** Task prompt **
Find the line with "Ok(body.letter)" in the records below. Copy it and every line after it, up to and including the line with "raw.into_iter()".

** Provided data **

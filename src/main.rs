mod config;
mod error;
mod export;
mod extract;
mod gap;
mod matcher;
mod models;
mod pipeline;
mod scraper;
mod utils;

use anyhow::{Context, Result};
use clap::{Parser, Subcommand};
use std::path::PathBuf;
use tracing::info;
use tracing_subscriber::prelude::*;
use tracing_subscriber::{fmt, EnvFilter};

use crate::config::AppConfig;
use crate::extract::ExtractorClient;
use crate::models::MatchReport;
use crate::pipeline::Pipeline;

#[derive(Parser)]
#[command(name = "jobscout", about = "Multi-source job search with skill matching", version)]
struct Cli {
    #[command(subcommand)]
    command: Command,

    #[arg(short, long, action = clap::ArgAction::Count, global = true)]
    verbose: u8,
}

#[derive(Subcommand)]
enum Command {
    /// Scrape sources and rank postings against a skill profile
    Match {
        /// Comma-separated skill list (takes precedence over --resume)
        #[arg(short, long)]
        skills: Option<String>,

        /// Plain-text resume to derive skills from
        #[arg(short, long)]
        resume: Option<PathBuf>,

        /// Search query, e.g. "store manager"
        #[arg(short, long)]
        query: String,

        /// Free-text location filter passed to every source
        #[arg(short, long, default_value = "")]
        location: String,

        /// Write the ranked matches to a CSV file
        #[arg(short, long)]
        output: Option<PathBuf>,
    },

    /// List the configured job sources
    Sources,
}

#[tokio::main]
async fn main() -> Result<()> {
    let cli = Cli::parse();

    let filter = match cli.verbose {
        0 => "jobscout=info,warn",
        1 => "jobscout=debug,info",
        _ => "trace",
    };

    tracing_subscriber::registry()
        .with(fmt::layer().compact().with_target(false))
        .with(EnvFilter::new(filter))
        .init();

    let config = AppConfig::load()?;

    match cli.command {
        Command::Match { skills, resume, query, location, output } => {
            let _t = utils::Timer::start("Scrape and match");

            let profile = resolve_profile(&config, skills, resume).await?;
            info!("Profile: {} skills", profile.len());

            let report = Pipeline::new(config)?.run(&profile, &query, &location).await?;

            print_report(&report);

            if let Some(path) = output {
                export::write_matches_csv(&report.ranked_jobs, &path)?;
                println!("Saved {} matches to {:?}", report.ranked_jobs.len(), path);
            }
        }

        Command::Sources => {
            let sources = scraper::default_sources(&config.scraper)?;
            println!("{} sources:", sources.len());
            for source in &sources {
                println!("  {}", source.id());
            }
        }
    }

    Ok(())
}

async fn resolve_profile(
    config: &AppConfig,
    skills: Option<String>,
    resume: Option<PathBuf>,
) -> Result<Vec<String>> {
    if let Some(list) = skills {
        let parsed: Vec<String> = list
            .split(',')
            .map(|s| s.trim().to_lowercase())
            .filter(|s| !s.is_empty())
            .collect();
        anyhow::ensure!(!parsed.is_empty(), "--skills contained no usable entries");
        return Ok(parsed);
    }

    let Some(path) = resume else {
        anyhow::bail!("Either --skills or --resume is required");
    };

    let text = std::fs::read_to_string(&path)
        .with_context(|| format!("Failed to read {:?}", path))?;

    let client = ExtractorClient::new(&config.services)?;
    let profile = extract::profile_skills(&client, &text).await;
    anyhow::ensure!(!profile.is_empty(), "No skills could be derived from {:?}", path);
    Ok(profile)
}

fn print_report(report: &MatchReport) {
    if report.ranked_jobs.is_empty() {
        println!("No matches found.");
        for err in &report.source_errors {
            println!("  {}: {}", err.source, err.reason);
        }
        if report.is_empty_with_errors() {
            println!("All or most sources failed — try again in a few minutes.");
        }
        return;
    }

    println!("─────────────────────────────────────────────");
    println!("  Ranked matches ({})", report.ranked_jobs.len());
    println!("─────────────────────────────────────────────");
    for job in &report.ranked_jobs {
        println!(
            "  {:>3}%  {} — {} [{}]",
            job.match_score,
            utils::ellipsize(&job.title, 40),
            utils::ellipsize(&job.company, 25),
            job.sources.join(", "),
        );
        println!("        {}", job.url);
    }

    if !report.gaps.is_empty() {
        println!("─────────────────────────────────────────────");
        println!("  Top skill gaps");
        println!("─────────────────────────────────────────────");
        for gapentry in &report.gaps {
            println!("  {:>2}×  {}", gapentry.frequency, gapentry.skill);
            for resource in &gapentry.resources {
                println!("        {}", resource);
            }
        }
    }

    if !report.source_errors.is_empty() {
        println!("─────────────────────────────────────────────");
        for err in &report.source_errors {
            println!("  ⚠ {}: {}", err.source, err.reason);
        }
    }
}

* * *

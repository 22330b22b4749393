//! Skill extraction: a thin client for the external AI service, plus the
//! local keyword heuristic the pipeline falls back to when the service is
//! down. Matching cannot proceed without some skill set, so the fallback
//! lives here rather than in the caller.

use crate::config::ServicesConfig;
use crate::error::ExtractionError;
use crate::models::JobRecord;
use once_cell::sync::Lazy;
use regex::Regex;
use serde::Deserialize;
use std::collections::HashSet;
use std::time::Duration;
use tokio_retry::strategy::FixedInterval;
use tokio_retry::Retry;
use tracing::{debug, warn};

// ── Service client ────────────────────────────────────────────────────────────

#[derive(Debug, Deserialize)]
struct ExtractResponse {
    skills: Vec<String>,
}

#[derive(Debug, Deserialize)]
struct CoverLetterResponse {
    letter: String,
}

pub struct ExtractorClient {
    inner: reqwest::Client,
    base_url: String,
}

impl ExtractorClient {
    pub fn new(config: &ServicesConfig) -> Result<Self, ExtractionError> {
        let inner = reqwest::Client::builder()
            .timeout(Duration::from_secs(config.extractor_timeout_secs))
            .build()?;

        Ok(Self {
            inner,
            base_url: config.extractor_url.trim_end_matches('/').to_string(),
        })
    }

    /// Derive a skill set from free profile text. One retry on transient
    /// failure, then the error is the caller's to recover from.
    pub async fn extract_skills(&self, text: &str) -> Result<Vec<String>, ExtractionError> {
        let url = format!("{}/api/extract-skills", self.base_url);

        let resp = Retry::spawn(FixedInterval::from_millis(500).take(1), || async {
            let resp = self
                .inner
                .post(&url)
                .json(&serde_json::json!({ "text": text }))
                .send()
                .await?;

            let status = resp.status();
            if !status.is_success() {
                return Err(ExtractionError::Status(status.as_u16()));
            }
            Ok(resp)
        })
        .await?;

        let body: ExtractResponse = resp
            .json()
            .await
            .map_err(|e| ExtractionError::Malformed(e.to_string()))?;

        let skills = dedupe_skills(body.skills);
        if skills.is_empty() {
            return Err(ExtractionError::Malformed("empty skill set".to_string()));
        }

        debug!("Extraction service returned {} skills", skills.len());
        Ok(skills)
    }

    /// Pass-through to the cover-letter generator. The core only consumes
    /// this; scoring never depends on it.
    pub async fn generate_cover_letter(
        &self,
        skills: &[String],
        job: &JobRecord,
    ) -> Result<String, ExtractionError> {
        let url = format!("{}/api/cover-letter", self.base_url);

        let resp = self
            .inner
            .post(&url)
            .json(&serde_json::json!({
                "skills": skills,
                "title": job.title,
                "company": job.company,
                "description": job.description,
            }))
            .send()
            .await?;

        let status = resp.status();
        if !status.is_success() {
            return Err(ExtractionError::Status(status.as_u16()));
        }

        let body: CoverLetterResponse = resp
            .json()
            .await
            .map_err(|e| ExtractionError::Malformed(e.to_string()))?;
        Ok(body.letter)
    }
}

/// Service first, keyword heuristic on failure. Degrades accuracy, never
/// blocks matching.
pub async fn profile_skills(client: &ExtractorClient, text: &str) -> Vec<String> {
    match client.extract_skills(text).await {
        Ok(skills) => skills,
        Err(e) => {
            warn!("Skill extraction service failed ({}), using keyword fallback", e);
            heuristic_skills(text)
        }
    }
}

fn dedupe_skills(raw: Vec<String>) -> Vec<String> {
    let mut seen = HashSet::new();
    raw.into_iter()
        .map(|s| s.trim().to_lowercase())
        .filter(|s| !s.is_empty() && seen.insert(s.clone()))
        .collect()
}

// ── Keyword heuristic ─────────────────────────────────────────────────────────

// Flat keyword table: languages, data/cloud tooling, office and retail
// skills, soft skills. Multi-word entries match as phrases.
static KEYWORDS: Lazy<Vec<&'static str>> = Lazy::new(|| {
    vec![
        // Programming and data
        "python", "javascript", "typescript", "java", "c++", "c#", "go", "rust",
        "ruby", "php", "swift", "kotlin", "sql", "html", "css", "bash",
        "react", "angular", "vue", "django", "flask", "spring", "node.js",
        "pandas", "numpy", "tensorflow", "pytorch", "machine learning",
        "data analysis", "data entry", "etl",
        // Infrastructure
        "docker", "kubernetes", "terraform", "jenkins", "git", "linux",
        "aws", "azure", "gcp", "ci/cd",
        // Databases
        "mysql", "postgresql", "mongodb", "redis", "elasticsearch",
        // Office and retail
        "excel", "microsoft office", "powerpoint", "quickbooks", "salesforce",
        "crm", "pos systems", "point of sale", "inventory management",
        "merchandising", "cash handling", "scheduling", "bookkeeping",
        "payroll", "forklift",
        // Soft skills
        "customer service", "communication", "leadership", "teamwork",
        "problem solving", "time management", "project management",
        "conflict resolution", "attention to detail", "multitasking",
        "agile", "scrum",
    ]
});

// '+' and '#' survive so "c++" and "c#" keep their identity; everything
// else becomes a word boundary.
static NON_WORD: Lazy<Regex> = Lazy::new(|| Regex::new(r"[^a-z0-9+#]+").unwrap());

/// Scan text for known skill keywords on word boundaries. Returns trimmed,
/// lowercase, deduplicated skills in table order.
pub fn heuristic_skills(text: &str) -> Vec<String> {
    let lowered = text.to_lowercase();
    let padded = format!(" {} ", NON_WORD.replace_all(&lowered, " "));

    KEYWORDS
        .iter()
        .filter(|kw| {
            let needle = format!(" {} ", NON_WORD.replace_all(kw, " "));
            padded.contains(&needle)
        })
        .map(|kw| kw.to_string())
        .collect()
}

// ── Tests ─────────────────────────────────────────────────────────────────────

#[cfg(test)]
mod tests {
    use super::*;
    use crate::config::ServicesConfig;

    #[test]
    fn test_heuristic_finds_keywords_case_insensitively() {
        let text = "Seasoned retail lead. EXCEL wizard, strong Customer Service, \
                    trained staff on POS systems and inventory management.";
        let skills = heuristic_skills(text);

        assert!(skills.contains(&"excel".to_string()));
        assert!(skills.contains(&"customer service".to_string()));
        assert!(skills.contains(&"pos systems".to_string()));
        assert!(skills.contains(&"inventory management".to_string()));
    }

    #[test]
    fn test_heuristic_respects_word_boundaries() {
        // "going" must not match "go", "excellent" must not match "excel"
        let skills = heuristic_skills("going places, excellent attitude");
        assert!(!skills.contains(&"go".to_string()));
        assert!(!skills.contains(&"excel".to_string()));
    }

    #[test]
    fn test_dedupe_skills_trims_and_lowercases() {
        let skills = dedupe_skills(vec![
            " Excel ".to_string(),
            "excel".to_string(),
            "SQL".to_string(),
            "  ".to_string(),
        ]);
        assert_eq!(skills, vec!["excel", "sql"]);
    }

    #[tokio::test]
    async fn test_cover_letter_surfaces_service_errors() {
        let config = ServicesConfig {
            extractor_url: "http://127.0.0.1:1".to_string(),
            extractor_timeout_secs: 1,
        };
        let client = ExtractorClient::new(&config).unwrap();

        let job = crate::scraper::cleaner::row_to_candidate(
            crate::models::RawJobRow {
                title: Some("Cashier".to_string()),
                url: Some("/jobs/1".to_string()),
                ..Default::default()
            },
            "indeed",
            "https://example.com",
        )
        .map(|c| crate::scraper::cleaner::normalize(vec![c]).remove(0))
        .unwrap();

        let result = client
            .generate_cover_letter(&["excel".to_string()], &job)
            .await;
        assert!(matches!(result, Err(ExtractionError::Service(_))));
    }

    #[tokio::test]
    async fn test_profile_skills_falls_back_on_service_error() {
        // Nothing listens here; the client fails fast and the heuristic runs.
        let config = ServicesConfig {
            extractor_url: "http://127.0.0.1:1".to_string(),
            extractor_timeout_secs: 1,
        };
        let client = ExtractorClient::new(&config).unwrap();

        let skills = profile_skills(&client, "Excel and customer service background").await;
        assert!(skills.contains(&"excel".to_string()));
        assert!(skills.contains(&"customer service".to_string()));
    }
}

** Written solution **
        Ok(body.letter)
    }
}

/// Service first, keyword heuristic on failure. Degrades accuracy, never
/// blocks matching.
pub async fn profile_skills(client: &ExtractorClient, text: &str) -> Vec<String> {
    match client.extract_skills(text).await {
        Ok(skills) => skills,
        Err(e) => {
            warn!("Skill extraction service failed ({}), using keyword fallback", e);
            heuristic_skills(text)
        }
    }
}

fn dedupe_skills(raw: Vec<String>) -> Vec<String> {
    let mut seen = HashSet::new();
    raw.into_iter()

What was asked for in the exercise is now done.